[Data section]:
────

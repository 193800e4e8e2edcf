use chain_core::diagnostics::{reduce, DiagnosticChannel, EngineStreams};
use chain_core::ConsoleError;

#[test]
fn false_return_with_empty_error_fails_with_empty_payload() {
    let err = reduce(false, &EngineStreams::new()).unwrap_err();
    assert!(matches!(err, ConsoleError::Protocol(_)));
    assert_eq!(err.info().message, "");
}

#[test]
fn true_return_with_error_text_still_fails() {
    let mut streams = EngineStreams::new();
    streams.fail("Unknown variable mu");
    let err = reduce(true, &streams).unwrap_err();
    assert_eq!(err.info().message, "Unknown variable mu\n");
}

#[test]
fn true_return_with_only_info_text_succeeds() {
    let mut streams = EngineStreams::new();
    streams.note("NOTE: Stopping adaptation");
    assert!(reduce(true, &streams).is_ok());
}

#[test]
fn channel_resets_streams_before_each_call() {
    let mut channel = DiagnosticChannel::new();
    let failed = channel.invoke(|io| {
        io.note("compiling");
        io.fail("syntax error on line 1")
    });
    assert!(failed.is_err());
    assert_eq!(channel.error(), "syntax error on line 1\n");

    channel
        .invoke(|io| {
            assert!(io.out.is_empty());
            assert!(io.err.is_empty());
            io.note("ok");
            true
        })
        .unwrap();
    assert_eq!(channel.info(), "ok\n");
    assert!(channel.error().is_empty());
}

────

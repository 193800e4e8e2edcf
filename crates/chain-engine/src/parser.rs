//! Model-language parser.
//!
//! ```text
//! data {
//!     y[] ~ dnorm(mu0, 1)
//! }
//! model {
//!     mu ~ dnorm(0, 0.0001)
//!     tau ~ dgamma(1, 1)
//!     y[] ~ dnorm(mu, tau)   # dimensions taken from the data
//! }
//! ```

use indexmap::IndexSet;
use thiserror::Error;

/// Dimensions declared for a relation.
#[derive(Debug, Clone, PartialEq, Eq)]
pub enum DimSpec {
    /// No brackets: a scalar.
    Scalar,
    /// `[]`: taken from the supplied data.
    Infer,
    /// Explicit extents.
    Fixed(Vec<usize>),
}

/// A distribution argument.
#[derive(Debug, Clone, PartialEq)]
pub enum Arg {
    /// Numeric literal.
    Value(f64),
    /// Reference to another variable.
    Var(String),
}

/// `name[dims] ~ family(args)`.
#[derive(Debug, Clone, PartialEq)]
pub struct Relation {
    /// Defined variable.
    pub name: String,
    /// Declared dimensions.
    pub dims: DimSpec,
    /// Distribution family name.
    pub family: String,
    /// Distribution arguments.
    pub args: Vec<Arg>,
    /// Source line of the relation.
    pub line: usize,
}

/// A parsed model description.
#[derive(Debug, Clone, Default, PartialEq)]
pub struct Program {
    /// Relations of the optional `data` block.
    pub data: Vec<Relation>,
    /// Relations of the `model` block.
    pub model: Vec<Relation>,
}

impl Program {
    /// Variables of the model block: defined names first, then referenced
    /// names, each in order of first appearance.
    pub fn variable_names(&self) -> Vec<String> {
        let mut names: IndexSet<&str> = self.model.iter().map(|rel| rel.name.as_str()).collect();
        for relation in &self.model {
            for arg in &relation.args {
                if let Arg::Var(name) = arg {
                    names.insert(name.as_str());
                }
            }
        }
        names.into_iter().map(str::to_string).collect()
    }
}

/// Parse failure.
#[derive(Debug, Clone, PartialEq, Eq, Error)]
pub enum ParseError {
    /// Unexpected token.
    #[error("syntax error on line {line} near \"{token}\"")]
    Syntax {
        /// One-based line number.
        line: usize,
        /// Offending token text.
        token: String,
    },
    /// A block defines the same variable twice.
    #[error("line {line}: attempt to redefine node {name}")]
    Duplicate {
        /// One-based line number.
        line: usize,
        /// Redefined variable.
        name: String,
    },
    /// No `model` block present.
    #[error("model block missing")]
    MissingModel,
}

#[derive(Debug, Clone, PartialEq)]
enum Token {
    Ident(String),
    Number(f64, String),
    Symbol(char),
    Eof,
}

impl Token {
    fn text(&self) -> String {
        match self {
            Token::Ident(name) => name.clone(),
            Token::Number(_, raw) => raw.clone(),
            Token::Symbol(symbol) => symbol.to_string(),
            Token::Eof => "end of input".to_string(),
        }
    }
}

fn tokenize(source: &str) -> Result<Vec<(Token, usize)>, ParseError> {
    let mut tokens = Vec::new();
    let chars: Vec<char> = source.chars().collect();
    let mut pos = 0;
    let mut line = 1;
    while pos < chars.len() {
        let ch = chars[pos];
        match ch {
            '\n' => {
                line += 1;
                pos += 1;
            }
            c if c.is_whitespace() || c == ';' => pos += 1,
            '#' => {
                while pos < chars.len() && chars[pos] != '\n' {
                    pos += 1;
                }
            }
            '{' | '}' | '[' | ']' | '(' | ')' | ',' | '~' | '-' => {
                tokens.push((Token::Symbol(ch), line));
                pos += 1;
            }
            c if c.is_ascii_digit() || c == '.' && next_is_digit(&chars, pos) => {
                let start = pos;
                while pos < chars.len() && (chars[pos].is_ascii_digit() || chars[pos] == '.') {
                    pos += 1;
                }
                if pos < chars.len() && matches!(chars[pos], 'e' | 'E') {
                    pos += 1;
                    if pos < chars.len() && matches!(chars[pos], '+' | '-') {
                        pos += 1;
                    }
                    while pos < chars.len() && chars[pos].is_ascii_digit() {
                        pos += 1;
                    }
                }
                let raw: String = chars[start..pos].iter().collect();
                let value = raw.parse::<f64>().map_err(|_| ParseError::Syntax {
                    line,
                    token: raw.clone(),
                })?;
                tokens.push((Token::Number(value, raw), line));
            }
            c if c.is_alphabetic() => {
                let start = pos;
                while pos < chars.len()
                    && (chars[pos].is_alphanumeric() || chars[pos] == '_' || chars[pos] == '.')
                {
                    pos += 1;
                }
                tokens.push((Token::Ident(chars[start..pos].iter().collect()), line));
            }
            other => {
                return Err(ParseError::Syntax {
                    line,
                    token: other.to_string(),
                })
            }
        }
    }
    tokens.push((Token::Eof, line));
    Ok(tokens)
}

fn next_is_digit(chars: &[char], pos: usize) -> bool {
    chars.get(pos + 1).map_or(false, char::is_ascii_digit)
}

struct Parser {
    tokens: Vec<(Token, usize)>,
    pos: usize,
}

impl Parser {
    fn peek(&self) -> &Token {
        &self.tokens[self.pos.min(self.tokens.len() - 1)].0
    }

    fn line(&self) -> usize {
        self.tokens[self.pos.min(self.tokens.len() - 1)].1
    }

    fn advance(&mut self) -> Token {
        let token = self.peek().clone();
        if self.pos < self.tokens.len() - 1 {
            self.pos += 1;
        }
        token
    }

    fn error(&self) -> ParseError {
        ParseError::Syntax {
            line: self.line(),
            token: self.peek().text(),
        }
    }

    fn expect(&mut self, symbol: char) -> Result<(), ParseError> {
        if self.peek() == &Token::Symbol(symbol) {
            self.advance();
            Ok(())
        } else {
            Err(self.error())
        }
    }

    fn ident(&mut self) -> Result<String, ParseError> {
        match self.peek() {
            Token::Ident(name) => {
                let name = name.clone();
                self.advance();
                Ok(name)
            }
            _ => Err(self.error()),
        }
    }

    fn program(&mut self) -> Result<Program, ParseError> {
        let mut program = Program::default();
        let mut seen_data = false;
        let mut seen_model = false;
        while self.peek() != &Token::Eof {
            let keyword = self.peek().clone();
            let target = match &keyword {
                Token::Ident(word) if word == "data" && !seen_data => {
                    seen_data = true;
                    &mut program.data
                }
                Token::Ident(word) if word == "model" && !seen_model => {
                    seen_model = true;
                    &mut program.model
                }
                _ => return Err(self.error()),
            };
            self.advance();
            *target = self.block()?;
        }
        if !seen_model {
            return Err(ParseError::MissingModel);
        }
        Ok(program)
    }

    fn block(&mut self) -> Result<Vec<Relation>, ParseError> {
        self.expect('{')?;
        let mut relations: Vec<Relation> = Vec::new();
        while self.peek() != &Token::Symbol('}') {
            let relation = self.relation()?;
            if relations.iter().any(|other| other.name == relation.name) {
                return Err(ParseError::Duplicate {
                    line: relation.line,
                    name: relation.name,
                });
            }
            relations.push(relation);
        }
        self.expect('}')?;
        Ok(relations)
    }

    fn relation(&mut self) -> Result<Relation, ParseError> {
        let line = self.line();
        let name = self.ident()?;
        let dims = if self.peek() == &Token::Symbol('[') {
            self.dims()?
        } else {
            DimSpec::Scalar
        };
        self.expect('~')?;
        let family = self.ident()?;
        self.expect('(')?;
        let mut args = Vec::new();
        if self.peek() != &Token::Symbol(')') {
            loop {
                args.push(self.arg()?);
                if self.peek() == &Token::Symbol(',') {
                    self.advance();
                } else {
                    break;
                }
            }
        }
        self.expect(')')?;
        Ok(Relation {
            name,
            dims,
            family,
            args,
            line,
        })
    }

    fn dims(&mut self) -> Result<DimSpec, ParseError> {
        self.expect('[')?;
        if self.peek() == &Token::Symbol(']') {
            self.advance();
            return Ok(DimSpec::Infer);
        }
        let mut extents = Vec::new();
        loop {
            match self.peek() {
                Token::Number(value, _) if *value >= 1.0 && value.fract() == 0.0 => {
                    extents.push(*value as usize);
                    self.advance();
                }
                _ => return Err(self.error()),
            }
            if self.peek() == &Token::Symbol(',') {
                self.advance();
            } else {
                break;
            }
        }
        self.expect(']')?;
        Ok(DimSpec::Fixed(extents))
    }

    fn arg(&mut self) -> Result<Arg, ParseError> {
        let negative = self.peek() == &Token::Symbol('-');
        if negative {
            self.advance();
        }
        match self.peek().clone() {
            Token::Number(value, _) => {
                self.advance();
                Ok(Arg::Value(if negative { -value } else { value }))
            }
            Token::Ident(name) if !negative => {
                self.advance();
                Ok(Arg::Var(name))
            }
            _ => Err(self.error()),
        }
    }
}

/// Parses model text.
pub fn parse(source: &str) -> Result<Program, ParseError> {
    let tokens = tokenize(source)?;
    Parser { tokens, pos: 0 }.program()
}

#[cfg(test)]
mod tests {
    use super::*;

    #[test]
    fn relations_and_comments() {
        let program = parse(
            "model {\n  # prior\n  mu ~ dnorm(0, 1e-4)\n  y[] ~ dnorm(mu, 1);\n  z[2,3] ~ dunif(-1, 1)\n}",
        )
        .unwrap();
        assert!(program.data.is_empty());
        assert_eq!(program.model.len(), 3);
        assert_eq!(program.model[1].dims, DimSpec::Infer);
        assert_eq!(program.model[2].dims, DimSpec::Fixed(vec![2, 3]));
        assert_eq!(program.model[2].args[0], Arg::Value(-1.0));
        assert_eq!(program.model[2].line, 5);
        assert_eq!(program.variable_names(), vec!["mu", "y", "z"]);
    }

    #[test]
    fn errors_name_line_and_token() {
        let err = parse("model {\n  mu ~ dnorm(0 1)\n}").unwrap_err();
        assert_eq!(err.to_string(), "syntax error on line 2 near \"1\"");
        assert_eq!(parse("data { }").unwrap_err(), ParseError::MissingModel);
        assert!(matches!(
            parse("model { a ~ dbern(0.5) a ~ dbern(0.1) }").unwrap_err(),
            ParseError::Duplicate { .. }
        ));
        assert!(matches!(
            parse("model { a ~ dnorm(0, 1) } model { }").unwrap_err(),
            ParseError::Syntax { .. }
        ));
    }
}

────

[Task prompt]:
Give the number of lines in the listing above that hold the string "reduce", with nothing else.

[Response]:
4